Study suggests Tyrannosaurus rex may have been three different species

Study suggests Tyrannosaurus rex may have been three different species

A new study says the best-known dinosaurs of all time corresponded to at least three different species that had subtle distinctions from each other in terms of anatomy, when they lived and perhaps in behavior.

Hypothesis proposed by a trio of American researchers may refute the classification of the famous tyrannosaurus rexTwo other species established: T. imperator and T. regina.

Not coincidentally, all scientific names are variations of “rex” or “re” in Latin – “regina” means “queen” and “imperator”, of course, “emperor” in the native language of Portuguese.

The Analysis That Underlies the “Triple Personality” From tyrant It is now published in the scientific journal Evolutionary Biology. The study was coordinated by independent researcher Gregory Paul and is also signed by Scott Persson and Jay Van Ralte from the College of Charleston, South Carolina.

about 12 meters long, tyrannosaurus rex 68 million to 66 million years ago lived in a wide area that would become present-day North America. Both the vast geographic distribution and the duration of the animal’s existence open the possibility that speciation events have occurred, that is, the formation of new species of tyrannosaurs from a common ancestor.

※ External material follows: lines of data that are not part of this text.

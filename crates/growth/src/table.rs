use std::path::PathBuf;

use formats::{Feature, FeatureCollection, LoadError, LoadOptions, load_layer};
use foundation::{Aabb2, Crs};
use serde_json::Value;

/// Attribute names of the growth layer.
#[derive(Debug, Clone, PartialEq, Eq)]
pub struct ColumnMapping {
    /// Administrative area (comuna / corregimiento) identifier.
    pub area: String,
    /// Sub-area (barrio / vereda) name.
    pub name: String,
    /// Sub-type code: 1 = barrio, 2 = vereda. May be absent from the layer.
    pub subtype: String,
    /// Growth area in hectares; drives the range filter and treemaps.
    pub growth_ha: String,
    /// Raw growth measure; drives map extrusion.
    pub growth_raw: String,
    /// Growth percentage.
    pub growth_pct: String,
}

impl Default for ColumnMapping {
    fn default() -> Self {
        Self {
            area: "LIMITECOMU".to_string(),
            name: "NOMBRE".to_string(),
            subtype: "SUBTIPO_BA".to_string(),
            growth_ha: "area_cre_1".to_string(),
            growth_raw: "area_creci".to_string(),
            growth_pct: "porcentaje".to_string(),
        }
    }
}

/// One urban-growth polygon with its typed attributes.
#[derive(Debug, Clone, PartialEq)]
pub struct GrowthRecord {
    pub area_id: Option<String>,
    pub name: Option<String>,
    pub subtype: Option<i64>,
    pub growth_ha: Option<f64>,
    pub growth_raw: Option<f64>,
    pub growth_pct: Option<f64>,
    pub feature: Feature,
}

#[derive(Debug, Clone, PartialEq, Default)]
pub struct GrowthTable {
    pub records: Vec<GrowthRecord>,
    /// Whether the layer declares the sub-type column at all.
    pub has_subtype: bool,
}

#[derive(Debug)]
pub enum DatasetError {
    Load(LoadError),
    MissingColumn {
        dataset: &'static str,
        column: String,
    },
}

impl std::fmt::Display for DatasetError {
    fn fmt(&self, f: &mut std::fmt::Formatter<'_>) -> std::fmt::Result {
        match self {
            DatasetError::Load(e) => write!(f, "{e}"),
            DatasetError::MissingColumn { dataset, column } => {
                write!(f, "{dataset} layer has no column named {column:?}")
            }
        }
    }
}

impl std::error::Error for DatasetError {
    fn source(&self) -> Option<&(dyn std::error::Error + 'static)> {
        match self {
            DatasetError::Load(e) => Some(e),
            DatasetError::MissingColumn { .. } => None,
        }
    }
}

impl From<LoadError> for DatasetError {
    fn from(e: LoadError) -> Self {
        DatasetError::Load(e)
    }
}

impl GrowthTable {
    pub fn from_collection(
        collection: FeatureCollection,
        columns: &ColumnMapping,
    ) -> Result<Self, DatasetError> {
        // A schema-less empty GeoJSON layer has nothing to validate.
        if !(collection.is_empty() && collection.columns.is_empty()) {
            for required in [
                &columns.area,
                &columns.name,
                &columns.growth_ha,
                &columns.growth_raw,
                &columns.growth_pct,
            ] {
                if !collection.has_column(required) {
                    return Err(DatasetError::MissingColumn {
                        dataset: "growth",
                        column: required.clone(),
                    });
                }
            }
        }

        let has_subtype = collection.has_column(&columns.subtype);
        let records = collection
            .features
            .into_iter()
            .map(|feature| GrowthRecord {
                area_id: feature.property(&columns.area).and_then(text),
                name: feature.property(&columns.name).and_then(text),
                subtype: feature.property(&columns.subtype).and_then(code),
                growth_ha: feature.property(&columns.growth_ha).and_then(number),
                growth_raw: feature.property(&columns.growth_raw).and_then(number),
                growth_pct: feature.property(&columns.growth_pct).and_then(number),
                feature,
            })
            .collect();

        Ok(Self {
            records,
            has_subtype,
        })
    }

    pub fn len(&self) -> usize {
        self.records.len()
    }

    pub fn is_empty(&self) -> bool {
        self.records.is_empty()
    }
}

/// Total bounds of a set of growth rows (the `total_bounds` of the view).
pub fn total_bounds<'a>(rows: impl IntoIterator<Item = &'a GrowthRecord>) -> Aabb2 {
    let mut b = Aabb2::empty();
    for row in rows {
        b.extend(&row.feature.geometry.bounds());
    }
    b
}

fn text(value: &Value) -> Option<String> {
    match value {
        Value::String(s) => {
            let s = s.trim();
            (!s.is_empty()).then(|| s.to_string())
        }
        Value::Number(n) => match n.as_f64() {
            Some(v) if v.fract() == 0.0 && v.abs() < 1e15 => Some(format!("{}", v as i64)),
            _ => Some(n.to_string()),
        },
        Value::Bool(b) => Some(b.to_string()),
        _ => None,
    }
}

fn number(value: &Value) -> Option<f64> {
    let parsed = match value {
        Value::Number(n) => n.as_f64(),
        Value::String(s) => s.trim().parse::<f64>().ok(),
        _ => None,
    };
    parsed.filter(|v| v.is_finite())
}

fn code(value: &Value) -> Option<i64> {
    number(value).filter(|v| v.fract() == 0.0).map(|v| v as i64)
}

/// Where the two layers live and how to read them.
#[derive(Debug, Clone)]
pub struct DatasetSources {
    pub growth_path: PathBuf,
    pub growth_crs: Option<Crs>,
    pub boundary_path: PathBuf,
    pub boundary_crs: Option<Crs>,
    pub columns: ColumnMapping,
}

/// The two immutable input tables, loaded once and shared.
#[derive(Debug, Clone, PartialEq)]
pub struct Datasets {
    pub growth: GrowthTable,
    pub boundaries: FeatureCollection,
    pub columns: ColumnMapping,
}

impl Datasets {
    pub fn load(sources: &DatasetSources) -> Result<Self, DatasetError> {
        let growth = load_layer(
            &sources.growth_path,
            &LoadOptions {
                source_crs: sources.growth_crs,
            },
        )?;
        let boundaries = load_layer(
            &sources.boundary_path,
            &LoadOptions {
                source_crs: sources.boundary_crs,
            },
        )?;
        Self::from_collections(growth, boundaries, sources.columns.clone())
    }

    pub fn from_collections(
        growth: FeatureCollection,
        boundaries: FeatureCollection,
        columns: ColumnMapping,
    ) -> Result<Self, DatasetError> {
        Ok(Self {
            growth: GrowthTable::from_collection(growth, &columns)?,
            boundaries,
            columns,
        })
    }
}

Paul and his colleagues T. rex, one of the most well-studied dinosaur species with relatively abundant skeletons. For example, it is known that there were more graceful forms (ie with relatively light bones) and that the animal had other more robust forms. In addition, there are variations in beginners.

Some animals have only one tooth on each side of the jaw called the insiform (by analogy with mammals’ rodents), while others have two iniformes.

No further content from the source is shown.